Durante i primi giorni dal loro arrivo, alcune reclute, ancora inetti e impauriti della nuova vita, salutavano anche i militari semplici dimoranti al 'Quadro Permanente'.
In realtà, il Q.P. era la squadra formata da una dozzina di uomini o poco più, in ferma  tutto l'anno per svolgere i lavori nei tre reparti fondamentali della compagnia: fureria, magazzino e armeria. La camerata del Q.P. si trovava alla fine del lungo corridoio a destra, prima del ridicolo 'Plotone Atleti'.
Camminava lungo il corridoio al ritmo di due passi al secondo e il falsetto quasi afono di Ivan Graziani “ ...però,però,però, tu dirai di no … Che posso fare, tu che puoi fare, se navighiamo a senso inverso in mezzo al mare ...”. 
Sulla mano destra una catenella a sfere di circa quaranta centimetri voltava ad elica attorno al dito indice. 

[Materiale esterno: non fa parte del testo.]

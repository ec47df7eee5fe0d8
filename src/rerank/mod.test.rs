use super::*;

use std::sync::atomic::AtomicUsize;
use std::sync::atomic::Ordering;

use crate::store::Store;

fn candidates(ids: &[&str]) -> Vec<RerankCandidate> {
    ids.iter()
        .map(|id| RerankCandidate {
            id: id.to_string(),
            content: format!("content of {id}"),
        })
        .collect()
}

/// Provider that reverses the input and counts invocations.
struct ReversingProvider {
    calls: AtomicUsize,
}

#[async_trait]
impl RerankProvider for ReversingProvider {
    fn name(&self) -> &'static str {
        "cross-encoder"
    }
    fn model(&self) -> &str {
        "reversing-test-model"
    }
    async fn rerank(&self, _query: &str, candidates: &[RerankCandidate]) -> Result<Vec<String>> {
        self.calls.fetch_add(1, Ordering::SeqCst);
        Ok(candidates.iter().rev().map(|c| c.id.clone()).collect())
    }
}

/// Provider that always fails with the given error kind.
struct FailingProvider {
    transient: bool,
    calls: AtomicUsize,
}

#[async_trait]
impl RerankProvider for FailingProvider {
    fn name(&self) -> &'static str {
        "api"
    }
    fn model(&self) -> &str {
        "failing-test-model"
    }
    async fn rerank(&self, _query: &str, _candidates: &[RerankCandidate]) -> Result<Vec<String>> {
        self.calls.fetch_add(1, Ordering::SeqCst);
        if self.transient {
            Err(EngineError::ProviderTransient {
                provider: "api".to_string(),
                cause: "503".to_string(),
            })
        } else {
            Err(EngineError::ProviderPermanent {
                provider: "api".to_string(),
                cause: "401".to_string(),
            })
        }
    }
}

#[tokio::test]
async fn test_rerank_and_cache_roundtrip() {
    let store = Store::open_in_memory().unwrap();
    let primary = Arc::new(ReversingProvider {
        calls: AtomicUsize::new(0),
    });
    let reranker =
        Reranker::with_providers(primary.clone(), Arc::new(RrfProvider::new()), store);

    let cands = candidates(&["a", "b", "c"]);
    let first = reranker.rerank("query", &cands).await.unwrap();
    assert_eq!(first.order, vec!["c", "b", "a"]);
    assert!(!first.cached);
    assert_eq!(primary.calls.load(Ordering::SeqCst), 1);

    // Second call: identical ordering, served from cache, origin not hit.
    let second = reranker.rerank("query", &cands).await.unwrap();
    assert_eq!(second.order, first.order);
    assert!(second.cached);
    assert_eq!(primary.calls.load(Ordering::SeqCst), 1);
}

#[tokio::test]
async fn test_cache_key_ignores_candidate_order() {
    let store = Store::open_in_memory().unwrap();
    let primary = Arc::new(ReversingProvider {
        calls: AtomicUsize::new(0),
    });
    let reranker =
        Reranker::with_providers(primary.clone(), Arc::new(RrfProvider::new()), store);

    let forward = candidates(&["a", "b", "c"]);
    let shuffled = candidates(&["c", "a", "b"]);
    let first = reranker.rerank("query", &forward).await.unwrap();
    let second = reranker.rerank("query", &shuffled).await.unwrap();
    // Same id set + query: the second call is a cache hit and returns the
    // cached ordering verbatim.
    assert!(second.cached);
    assert_eq!(second.order, first.order);
    assert_eq!(primary.calls.load(Ordering::SeqCst), 1);
}

#[tokio::test]
async fn test_different_query_misses_cache() {
    let store = Store::open_in_memory().unwrap();
    let primary = Arc::new(ReversingProvider {
        calls: AtomicUsize::new(0),
    });
    let reranker =
        Reranker::with_providers(primary.clone(), Arc::new(RrfProvider::new()), store);

    let cands = candidates(&["a", "b"]);
    reranker.rerank("query one", &cands).await.unwrap();
    let second = reranker.rerank("query two", &cands).await.unwrap();
    assert!(!second.cached);
    assert_eq!(primary.calls.load(Ordering::SeqCst), 2);
}

#[tokio::test]
async fn test_transient_failure_retries_then_falls_back() {
    let store = Store::open_in_memory().unwrap();
    let primary = Arc::new(FailingProvider {
        transient: true,
        calls: AtomicUsize::new(0),
    });
    let reranker =
        Reranker::with_providers(primary.clone(), Arc::new(RrfProvider::new()), store);

    let cands = candidates(&["a", "b"]);
    let outcome = reranker.rerank("query", &cands).await.unwrap();
    // Fallback preserves input order and notes the failure.
    assert_eq!(outcome.order, vec!["a", "b"]);
    assert_eq!(outcome.provider, "rrf");
    assert!(outcome.fell_back.is_some());
    // Three attempts before giving up.
    assert_eq!(primary.calls.load(Ordering::SeqCst), 3);
}

#[tokio::test]
async fn test_permanent_failure_skips_retries() {
    let store = Store::open_in_memory().unwrap();
    let primary = Arc::new(FailingProvider {
        transient: false,
        calls: AtomicUsize::new(0),
    });
    let reranker =
        Reranker::with_providers(primary.clone(), Arc::new(RrfProvider::new()), store);

    let cands = candidates(&["a", "b"]);
    let outcome = reranker.rerank("query", &cands).await.unwrap();
    assert_eq!(outcome.provider, "rrf");
    assert!(outcome.fell_back.is_some());
    assert_eq!(primary.calls.load(Ordering::SeqCst), 1);
}

#[tokio::test]
async fn test_empty_candidates_short_circuit() {
    let store = Store::open_in_memory().unwrap();
    let primary = Arc::new(ReversingProvider {
        calls: AtomicUsize::new(0),
    });
    let reranker =
        Reranker::with_providers(primary.clone(), Arc::new(RrfProvider::new()), store);

    let outcome = reranker.rerank("query", &[]).await.unwrap();
    assert!(outcome.order.is_empty());
    assert_eq!(primary.calls.load(Ordering::SeqCst), 0);
}

#[test]
fn test_from_config_rejects_missing_scorer() {
    let store = Store::open_in_memory().unwrap();
    let config = RerankConfig {
        provider: "cross-encoder".to_string(),
        ..Default::default()
    };
    assert!(Reranker::from_config(&config, store, None).is_err());
}

#[test]
fn test_from_config_rrf_default() {
    let store = Store::open_in_memory().unwrap();
    let config = RerankConfig::default();
    assert!(Reranker::from_config(&config, store, None).is_ok());
}
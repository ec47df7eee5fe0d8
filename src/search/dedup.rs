//! Result diversity: cap the number of chunks per file.
//!
//! Without a cap one hot file can fill the whole bundle. Memory candidates
//! have no file and are never capped.

use std::collections::HashMap;

use crate::types::CandidateKind;

use super::fusion::FusedCandidate;

/// Keep at most `max_per_file` code candidates per file, preserving order.
/// `max_per_file == 0` disables the cap.
pub fn limit_chunks_per_file(
    candidates: Vec<FusedCandidate>,
    max_per_file: usize,
) -> Vec<FusedCandidate> {
    if max_per_file == 0 {
        return candidates;
    }
    let mut per_file: HashMap<String, usize> = HashMap::new();
    candidates
        .into_iter()
        .filter(|fused| {
            if fused.candidate.kind != CandidateKind::Code {
                return true;
            }
            let seen = per_file.entry(fused.candidate.path.clone()).or_insert(0);
            *seen += 1;
            *seen <= max_per_file
        })
        .collect()
}

#[cfg(test)]
#[path = "dedup.test.rs"]
mod tests;
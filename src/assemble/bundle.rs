//! Bundle types: the assembled result, its evidence and stopping reasons.

use serde::Deserialize;
use serde::Serialize;

use crate::pack::Degradation;
use crate::pack::ItemCategory;
use crate::search::LaneState;
use crate::search::LaneStatus;

/// How an item earned its place in the bundle.
#[derive(Debug, Clone, Copy, PartialEq, Eq, Serialize, Deserialize)]
#[serde(rename_all = "lowercase")]
pub enum EvidenceEdge {
    /// Structural match (symbol definition).
    Code,
    /// Discovered through graph traversal.
    Graph,
    /// Persisted memory.
    Memory,
    /// Served from a cache layer.
    Cache,
    /// Lexical or semantic search hit.
    Search,
}

impl EvidenceEdge {
    pub fn label(&self) -> &'static str {
        match self {
            EvidenceEdge::Code => "code",
            EvidenceEdge::Graph => "graph",
            EvidenceEdge::Memory => "memory",
            EvidenceEdge::Cache => "cache",
            EvidenceEdge::Search => "search",
        }
    }
}

/// Per-item inclusion record.
#[derive(Debug, Clone, PartialEq, Serialize, Deserialize)]
pub struct Evidence {
    pub file: String,
    #[serde(skip_serializing_if = "Option::is_none")]
    pub symbol: Option<String>,
    pub reason: String,
    pub edge_type: EvidenceEdge,
    /// Zero-based position in the final item order.
    pub rank: u32,
    pub cached: bool,
    pub score: f32,
}

/// Why assembly stopped.
#[derive(Debug, Clone, Copy, PartialEq, Eq, Serialize, Deserialize)]
pub enum StoppingReason {
    BudgetReached,
    EarlyStopThreshold,
    NoMoreCandidates,
    GraphDepthCap,
    ReachedTokenReserve,
    AllLanesExhausted,
    UserLimitReached,
}

impl StoppingReason {
    pub fn label(&self) -> &'static str {
        match self {
            StoppingReason::BudgetReached => "budget_reached",
            StoppingReason::EarlyStopThreshold => "early_stop_threshold",
            StoppingReason::NoMoreCandidates => "no_more_candidates",
            StoppingReason::GraphDepthCap => "graph_depth_cap",
            StoppingReason::ReachedTokenReserve => "reached_token_reserve",
            StoppingReason::AllLanesExhausted => "all_lanes_exhausted",
            StoppingReason::UserLimitReached => "user_limit_reached",
        }
    }

    /// Rendering severity for the explainer.
    pub fn severity(&self) -> &'static str {
        match self {
            StoppingReason::EarlyStopThreshold | StoppingReason::NoMoreCandidates => "info",
            StoppingReason::GraphDepthCap | StoppingReason::ReachedTokenReserve => "notice",
            StoppingReason::BudgetReached
            | StoppingReason::AllLanesExhausted
            | StoppingReason::UserLimitReached => "warning",
        }
    }

    /// Precedence when several conditions hold; the highest becomes primary.
    fn precedence(&self) -> u8 {
        match self {
            StoppingReason::UserLimitReached => 6,
            StoppingReason::BudgetReached => 5,
            StoppingReason::ReachedTokenReserve => 4,
            StoppingReason::EarlyStopThreshold => 3,
            StoppingReason::GraphDepthCap => 2,
            StoppingReason::AllLanesExhausted => 1,
            StoppingReason::NoMoreCandidates => 0,
        }
    }
}

impl std::fmt::Display for StoppingReason {
    fn fmt(&self, f: &mut std::fmt::Formatter<'_>) -> std::fmt::Result {
        f.write_str(self.label())
    }
}

/// The set of stopping conditions with one primary.
#[derive(Debug, Clone, PartialEq, Serialize, Deserialize)]
pub struct StoppingReasons {
    pub conditions: Vec<StoppingReason>,
    pub summary: StoppingSummary,
}

#[derive(Debug, Clone, PartialEq, Serialize, Deserialize)]
pub struct StoppingSummary {
    pub primary: StoppingReason,
    pub count: usize,
}

impl StoppingReasons {
    /// Build from the observed conditions; falls back to
    /// `NoMoreCandidates` when nothing else fired.
    pub fn from_conditions(mut conditions: Vec<StoppingReason>) -> Self {
        conditions.sort_by_key(|c| std::cmp::Reverse(c.precedence()));
        conditions.dedup();
        if conditions.is_empty() {
            conditions.push(StoppingReason::NoMoreCandidates);
        }
        let primary = conditions[0];
        let count = conditions.len();
        Self {
            conditions,
            summary: StoppingSummary { primary, count },
        }
    }

    pub fn contains(&self, reason: StoppingReason) -> bool {
        self.conditions.contains(&reason)
    }

    pub fn primary(&self) -> StoppingReason {
        self.summary.primary
    }
}

/// One packed item in the bundle.
#[derive(Debug, Clone, PartialEq, Serialize, Deserialize)]
pub struct BundleItem {
    pub id: String,
    pub file: String,
    #[serde(skip_serializing_if = "Option::is_none")]
    pub symbol: Option<String>,
    pub content: String,
    pub tokens: u32,
    pub degradation: Degradation,
    pub category: ItemCategory,
    pub score: f32,
}

/// Items grouped by source type for the wire format.
#[derive(Debug, Clone, PartialEq, Serialize, Deserialize)]
pub struct SourceGroup {
    #[serde(rename = "type")]
    pub source_type: String,
    pub items: Vec<BundleItem>,
    pub tokens: u32,
}

/// Outcome of one retrieval lane, carried as evidence metadata.
#[derive(Debug, Clone, PartialEq, Eq, Serialize, Deserialize)]
pub struct LaneReport {
    pub lane: String,
    pub state: String,
    #[serde(skip_serializing_if = "Option::is_none")]
    pub detail: Option<String>,
    pub elapsed_ms: u64,
}

impl From<&LaneStatus> for LaneReport {
    fn from(status: &LaneStatus) -> Self {
        let (state, detail) = match &status.state {
            LaneState::Completed { count } => ("completed".to_string(), Some(format!("{count} candidates"))),
            LaneState::TimedOut => ("timed_out".to_string(), None),
            LaneState::Failed { message } => ("failed".to_string(), Some(message.clone())),
            LaneState::Skipped => ("skipped".to_string(), None),
        };
        Self {
            lane: status.lane.label().to_string(),
            state,
            detail,
            elapsed_ms: status.elapsed_ms,
        }
    }
}

/// The assembled, token-budgeted bundle.
#[derive(Debug, Clone, PartialEq, Serialize, Deserialize)]
pub struct Bundle {
    /// Content-addressed signature of the inputs that produced this bundle.
    pub id: String,
    pub query: String,
    pub repository: String,
    #[serde(skip_serializing_if = "Option::is_none")]
    pub session_id: Option<String>,
    pub evidence: Vec<Evidence>,
    pub stopping_reasons: StoppingReasons,
    pub total_tokens: u32,
    pub budget: u32,
    pub model: String,
    /// Reranker provider that ordered the items.
    pub provider: String,
    pub sources: Vec<SourceGroup>,
    /// Per-lane execution reports.
    #[serde(default)]
    pub lanes: Vec<LaneReport>,
}

impl Bundle {
    /// All items across source groups, in final order.
    pub fn items(&self) -> impl Iterator<Item = &BundleItem> {
        self.sources.iter().flat_map(|group| group.items.iter())
    }

    pub fn item_count(&self) -> usize {
        self.sources.iter().map(|group| group.items.len()).sum()
    }

    /// Mark every evidence row as cache-served. Applied when the bundle
    /// itself is returned from the bundle cache.
    pub fn mark_cached(&mut self) {
        for evidence in &mut self.evidence {
            evidence.cached = true;
        }
    }

    /// Serialize to the wire JSON.
    pub fn to_json(&self) -> String {
        serde_json::to_string_pretty(self).unwrap_or_else(|_| "{}".to_string())
    }
}

#[cfg(test)]
#[path = "bundle.test.rs"]
mod tests;
//! Per-model token counting.
//!
//! GPT-family models count with a real BPE tokenizer (tiktoken). The other
//! families use calibrated characters-per-token ratios blended with a word
//! count, which lands within a few percent of the reference tokenizers on
//! source code. Counts are memoized in a process-wide LRU keyed by
//! `(model, sha256(text))`.

pub mod budget;

pub use budget::BudgetExceeded;
pub use budget::BudgetManager;

use std::num::NonZeroUsize;
use std::sync::Arc;
use std::sync::Mutex;

use lru::LruCache;
use once_cell::sync::Lazy;
use tiktoken_rs::CoreBPE;

use crate::ids;

/// Capacity of the process-wide count cache.
const COUNT_CACHE_ENTRIES: usize = 1000;

/// Supported model families.
#[derive(Debug, Clone, Copy, PartialEq, Eq, Hash)]
pub enum ModelFamily {
    Gpt4,
    Claude3,
    Gemini,
    Llama,
    Mistral,
    Unknown,
}

impl ModelFamily {
    /// Detect the family from a model identifier.
    pub fn detect(model: &str) -> Self {
        let lower = model.to_lowercase();
        if lower.starts_with("gpt-") || lower.contains("o200k") || lower.starts_with("openai/") {
            ModelFamily::Gpt4
        } else if lower.contains("claude") {
            ModelFamily::Claude3
        } else if lower.contains("gemini") {
            ModelFamily::Gemini
        } else if lower.contains("llama") {
            ModelFamily::Llama
        } else if lower.contains("mistral") || lower.contains("mixtral") {
            ModelFamily::Mistral
        } else {
            ModelFamily::Unknown
        }
    }

    /// Calibrated characters-per-token ratio for the estimating tokenizers.
    fn chars_per_token(&self) -> f32 {
        match self {
            ModelFamily::Gpt4 => 3.8,
            ModelFamily::Claude3 => 3.5,
            ModelFamily::Gemini => 4.0,
            ModelFamily::Llama => 3.6,
            ModelFamily::Mistral => 3.7,
            ModelFamily::Unknown => 4.0,
        }
    }

    /// Usable context window, in tokens.
    pub fn context_window(&self) -> u32 {
        match self {
            ModelFamily::Gpt4 => 128_000,
            ModelFamily::Claude3 => 200_000,
            ModelFamily::Gemini => 1_000_000,
            ModelFamily::Llama => 8_192,
            ModelFamily::Mistral => 32_768,
            ModelFamily::Unknown => 8_192,
        }
    }
}

/// Published USD price per 1k input tokens, where known. Feeds the
/// explainer's cost estimate; unknown models render no cost line.
pub fn price_per_1k_tokens(model: &str) -> Option<f64> {
    let lower = model.to_lowercase();
    if lower.starts_with("gpt-4o") {
        Some(0.0025)
    } else if lower.starts_with("gpt-4") {
        Some(0.03)
    } else if lower.contains("claude-3-opus") {
        Some(0.015)
    } else if lower.contains("claude-3-sonnet") || lower.contains("claude-3-5-sonnet") {
        Some(0.003)
    } else if lower.contains("claude-3-haiku") {
        Some(0.00025)
    } else if lower.contains("gemini") {
        Some(0.00125)
    } else {
        None
    }
}

/// Token counter for one model family.
pub trait Tokenizer: Send + Sync {
    fn count_tokens(&self, text: &str) -> u32;
    fn name(&self) -> &str;
}

/// BPE-backed tokenizer (GPT-4 family).
struct BpeTokenizer {
    bpe: &'static CoreBPE,
}

static CL100K: Lazy<CoreBPE> = Lazy::new(|| {
    tiktoken_rs::cl100k_base().expect("cl100k_base tokenizer data is bundled with tiktoken-rs")
});

impl Tokenizer for BpeTokenizer {
    fn count_tokens(&self, text: &str) -> u32 {
        self.bpe.encode_ordinary(text).len() as u32
    }

    fn name(&self) -> &str {
        "cl100k"
    }
}

/// Ratio-estimating tokenizer for families without a bundled BPE.
///
/// Blends the character ratio with a whitespace word count: pure ratio
/// undercounts symbol-dense code, pure word count undercounts long
/// identifiers. The 60/40 blend tracks reference tokenizers within ~5%.
struct EstimateTokenizer {
    label: String,
    chars_per_token: f32,
}

impl Tokenizer for EstimateTokenizer {
    fn count_tokens(&self, text: &str) -> u32 {
        if text.is_empty() {
            return 0;
        }
        let by_chars = text.len() as f32 / self.chars_per_token;
        let words = text.split_whitespace().count() as f32;
        let blended = 0.6 * by_chars + 0.4 * (words * 1.3);
        blended.ceil().max(1.0) as u32
    }

    fn name(&self) -> &str {
        &self.label
    }
}

/// Get the tokenizer for a model.
pub fn tokenizer_for(model: &str) -> Arc<dyn Tokenizer> {
    match ModelFamily::detect(model) {
        ModelFamily::Gpt4 => Arc::new(BpeTokenizer { bpe: &CL100K }),
        family => Arc::new(EstimateTokenizer {
            label: format!("estimate-{:?}", family).to_lowercase(),
            chars_per_token: family.chars_per_token(),
        }),
    }
}

type CountKey = (String, String);

static COUNT_CACHE: Lazy<Mutex<LruCache<CountKey, u32>>> = Lazy::new(|| {
    Mutex::new(LruCache::new(
        NonZeroUsize::new(COUNT_CACHE_ENTRIES).expect("cache capacity is nonzero"),
    ))
});

/// Count tokens for `(model, text)` through the process-wide cache.
pub fn count_tokens(text: &str, model: &str) -> u32 {
    let key = (model.to_string(), ids::sha256_hex(text.as_bytes()));
    if let Ok(mut cache) = COUNT_CACHE.lock() {
        if let Some(&count) = cache.get(&key) {
            return count;
        }
    }
    let count = tokenizer_for(model).count_tokens(text);
    if let Ok(mut cache) = COUNT_CACHE.lock() {
        cache.put(key, count);
    }
    count
}

/// Truncate `text` so it fits the model's context window minus `reserve`.
///
/// Returns the (possibly whole) prefix and whether truncation happened. The
/// prefix always ends on a char boundary, preferring the last line break
/// inside the window.
pub fn fit_to_context(text: &str, model: &str, reserve: u32) -> (String, bool) {
    let family = ModelFamily::detect(model);
    let limit = family.context_window().saturating_sub(reserve);
    if limit == 0 {
        return (String::new(), !text.is_empty());
    }
    if count_tokens(text, model) <= limit {
        return (text.to_string(), false);
    }

    // Binary search the longest char-boundary prefix that fits.
    let tokenizer = tokenizer_for(model);
    let boundaries: Vec<usize> = text
        .char_indices()
        .map(|(i, _)| i)
        .chain(std::iter::once(text.len()))
        .collect();
    let (mut low, mut high) = (0usize, boundaries.len() - 1);
    while low < high {
        let mid = (low + high).div_ceil(2);
        if tokenizer.count_tokens(&text[..boundaries[mid]]) <= limit {
            low = mid;
        } else {
            high = mid - 1;
        }
    }
    let mut cut = boundaries[low];

    // Prefer ending on a line break when one is reasonably close.
    if let Some(newline) = text[..cut].rfind('\n') {
        if cut - newline < 200 {
            cut = newline;
        }
    }
    (text[..cut].to_string(), true)
}

#[cfg(test)]
#[path = "mod.test.rs"]
mod tests;
use super::*;

use std::sync::Arc;

/// Scorer that ranks by content length.
struct LengthScorer;

impl CrossEncoderScorer for LengthScorer {
    fn score(&self, _query: &str, content: &str) -> f32 {
        content.len() as f32
    }
    fn model(&self) -> &str {
        "length-test-model"
    }
}

/// Scorer that gives every pair the same score.
struct ConstantScorer;

impl CrossEncoderScorer for ConstantScorer {
    fn score(&self, _query: &str, _content: &str) -> f32 {
        0.5
    }
    fn model(&self) -> &str {
        "constant-test-model"
    }
}

fn candidate(id: &str, content: &str) -> RerankCandidate {
    RerankCandidate {
        id: id.to_string(),
        content: content.to_string(),
    }
}

#[tokio::test]
async fn test_sorts_descending_by_score() {
    let provider = CrossEncoderProvider::new(Arc::new(LengthScorer));
    let cands = vec![
        candidate("short", "ab"),
        candidate("long", "abcdefgh"),
        candidate("mid", "abcd"),
    ];
    let order = provider.rerank("q", &cands).await.unwrap();
    assert_eq!(order, vec!["long", "mid", "short"]);
}

#[tokio::test]
async fn test_ties_preserve_input_order() {
    let provider = CrossEncoderProvider::new(Arc::new(ConstantScorer));
    let cands = vec![
        candidate("first", "aaa"),
        candidate("second", "bbb"),
        candidate("third", "ccc"),
    ];
    let order = provider.rerank("q", &cands).await.unwrap();
    assert_eq!(order, vec!["first", "second", "third"]);
}

#[tokio::test]
async fn test_determinism() {
    let provider = CrossEncoderProvider::new(Arc::new(LengthScorer));
    let cands = vec![
        candidate("a", "xx"),
        candidate("b", "xxxx"),
        candidate("c", "xxx"),
    ];
    let first = provider.rerank("q", &cands).await.unwrap();
    let second = provider.rerank("q", &cands).await.unwrap();
    assert_eq!(first, second);
}
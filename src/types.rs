//! Core data types for the retrieval and assembly pipeline.

use serde::Deserialize;
use serde::Serialize;

use crate::ids;

/// Structural kind of a span.
#[derive(Debug, Clone, Copy, PartialEq, Eq, Hash, Serialize, Deserialize)]
#[serde(rename_all = "kebab-case")]
pub enum SpanKind {
    Function,
    Method,
    Class,
    Module,
    Block,
    Doc,
    ConfigSection,
    Other,
}

impl SpanKind {
    pub fn label(&self) -> &'static str {
        match self {
            SpanKind::Function => "function",
            SpanKind::Method => "method",
            SpanKind::Class => "class",
            SpanKind::Module => "module",
            SpanKind::Block => "block",
            SpanKind::Doc => "doc",
            SpanKind::ConfigSection => "config-section",
            SpanKind::Other => "other",
        }
    }

    pub fn parse(s: &str) -> Option<Self> {
        match s {
            "function" => Some(SpanKind::Function),
            "method" => Some(SpanKind::Method),
            "class" => Some(SpanKind::Class),
            "module" => Some(SpanKind::Module),
            "block" => Some(SpanKind::Block),
            "doc" => Some(SpanKind::Doc),
            "config-section" => Some(SpanKind::ConfigSection),
            "other" => Some(SpanKind::Other),
            _ => None,
        }
    }
}

impl std::fmt::Display for SpanKind {
    fn fmt(&self, f: &mut std::fmt::Formatter<'_>) -> std::fmt::Result {
        f.write_str(self.label())
    }
}

/// Kind of a directed reference edge between spans.
#[derive(Debug, Clone, Copy, PartialEq, Eq, Hash, Serialize, Deserialize)]
#[serde(rename_all = "kebab-case")]
pub enum RefKind {
    Call,
    Import,
    TestOf,
    Routes,
    ConfigKey,
}

impl RefKind {
    pub fn label(&self) -> &'static str {
        match self {
            RefKind::Call => "call",
            RefKind::Import => "import",
            RefKind::TestOf => "test-of",
            RefKind::Routes => "routes",
            RefKind::ConfigKey => "config-key",
        }
    }

    pub fn parse(s: &str) -> Option<Self> {
        match s {
            "call" => Some(RefKind::Call),
            "import" => Some(RefKind::Import),
            "test-of" => Some(RefKind::TestOf),
            "routes" => Some(RefKind::Routes),
            "config-key" => Some(RefKind::ConfigKey),
            _ => None,
        }
    }
}

/// Provenance of a reference edge. Determines its traversal confidence.
#[derive(Debug, Clone, Copy, PartialEq, Eq, Hash, Serialize, Deserialize)]
#[serde(rename_all = "lowercase")]
pub enum RefOrigin {
    Scip,
    Lsp,
    Heuristic,
}

impl RefOrigin {
    /// Edge confidence weight used by graph traversal ordering.
    pub fn confidence(&self) -> f32 {
        match self {
            RefOrigin::Scip => 1.0,
            RefOrigin::Lsp => 0.8,
            RefOrigin::Heuristic => 0.6,
        }
    }

    pub fn label(&self) -> &'static str {
        match self {
            RefOrigin::Scip => "scip",
            RefOrigin::Lsp => "lsp",
            RefOrigin::Heuristic => "heuristic",
        }
    }

    pub fn parse(s: &str) -> Option<Self> {
        match s {
            "scip" => Some(RefOrigin::Scip),
            "lsp" => Some(RefOrigin::Lsp),
            "heuristic" => Some(RefOrigin::Heuristic),
            _ => None,
        }
    }
}

/// An indexed source file, unique on `(repo, path)`.
#[derive(Debug, Clone, PartialEq, Eq, Serialize, Deserialize)]
pub struct FileRecord {
    pub repo: String,
    pub path: String,
    /// SHA-256 of the raw file bytes.
    pub content_hash: String,
    pub language: String,
}

impl FileRecord {
    pub fn new(
        repo: impl Into<String>,
        path: impl Into<String>,
        raw: &[u8],
        language: impl Into<String>,
    ) -> Self {
        Self {
            repo: repo.into(),
            path: path.into(),
            content_hash: ids::file_content_hash(raw),
            language: language.into(),
        }
    }
}

/// An immutable structural region within a file.
///
/// Spans are produced by language adapters and replaced atomically whenever
/// the containing file's content hash changes. `byte_start..byte_end` is a
/// half-open byte range.
#[derive(Debug, Clone, PartialEq, Eq, Serialize, Deserialize)]
pub struct SpanRecord {
    /// Stable content-addressed id (see `ids::span_id`).
    pub id: String,
    pub repo: String,
    pub path: String,
    pub byte_start: u64,
    pub byte_end: u64,
    pub kind: SpanKind,
    #[serde(skip_serializing_if = "Option::is_none")]
    pub name: Option<String>,
    #[serde(skip_serializing_if = "Option::is_none")]
    pub signature: Option<String>,
    #[serde(skip_serializing_if = "Option::is_none")]
    pub doc: Option<String>,
    /// Enclosing span names, outermost first.
    #[serde(default)]
    pub parents: Vec<String>,
}

impl SpanRecord {
    /// Build a span, deriving its id from the identity fields.
    #[allow(clippy::too_many_arguments)]
    pub fn new(
        repo: impl Into<String>,
        path: impl Into<String>,
        byte_start: u64,
        byte_end: u64,
        kind: SpanKind,
        name: Option<String>,
        signature: Option<String>,
        doc: Option<String>,
        parents: Vec<String>,
    ) -> Self {
        let repo = repo.into();
        let path = path.into();
        let id = ids::span_id(
            &repo,
            &path,
            byte_start,
            byte_end,
            kind,
            name.as_deref(),
            signature.as_deref(),
            doc.as_deref(),
            &parents,
        );
        Self {
            id,
            repo,
            path,
            byte_start,
            byte_end,
            kind,
            name,
            signature,
            doc,
            parents,
        }
    }

    /// Byte length of the span.
    pub fn len(&self) -> u64 {
        self.byte_end.saturating_sub(self.byte_start)
    }

    pub fn is_empty(&self) -> bool {
        self.byte_start >= self.byte_end
    }
}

All'apice di questa, un pesante mazzo di chiavi accelerava la rotazione e permetteva al laccio metallico di avvolgersi in maniera uniforme per tutta la lunghezza del dito. Questa azione era ripetuta nei due sensi di marcia, destrorsa e sinistrorsa, all'infinito,  provocando  inevitabilmente quel caratteristico sonaglio metallico che soltanto le chiavi sanno emettere.
Si trovava fra la quarta e la quinta camerata quando il piantone della sesta si alzò dalla sedia con fare piuttosto scomposto e impacciato. 
Lo sguardo della recluta si animò di una smorfia involontaria quando le sue braccia schiaffeggiarono i fianchi e il tacco della scarpa destra percosse forte il suolo. 
Tutti gli altri piantoni, dalla settima alla decima camerata, si alzarono in posizione di attenti, in attesa del suo passaggio.
"Todilli …" urlò quando già si trovava all'altezza dell'ultima stanza, "Todilli, hai insegnato tu a questi coglioni ad alzarsi quando passa un soldato semplice?"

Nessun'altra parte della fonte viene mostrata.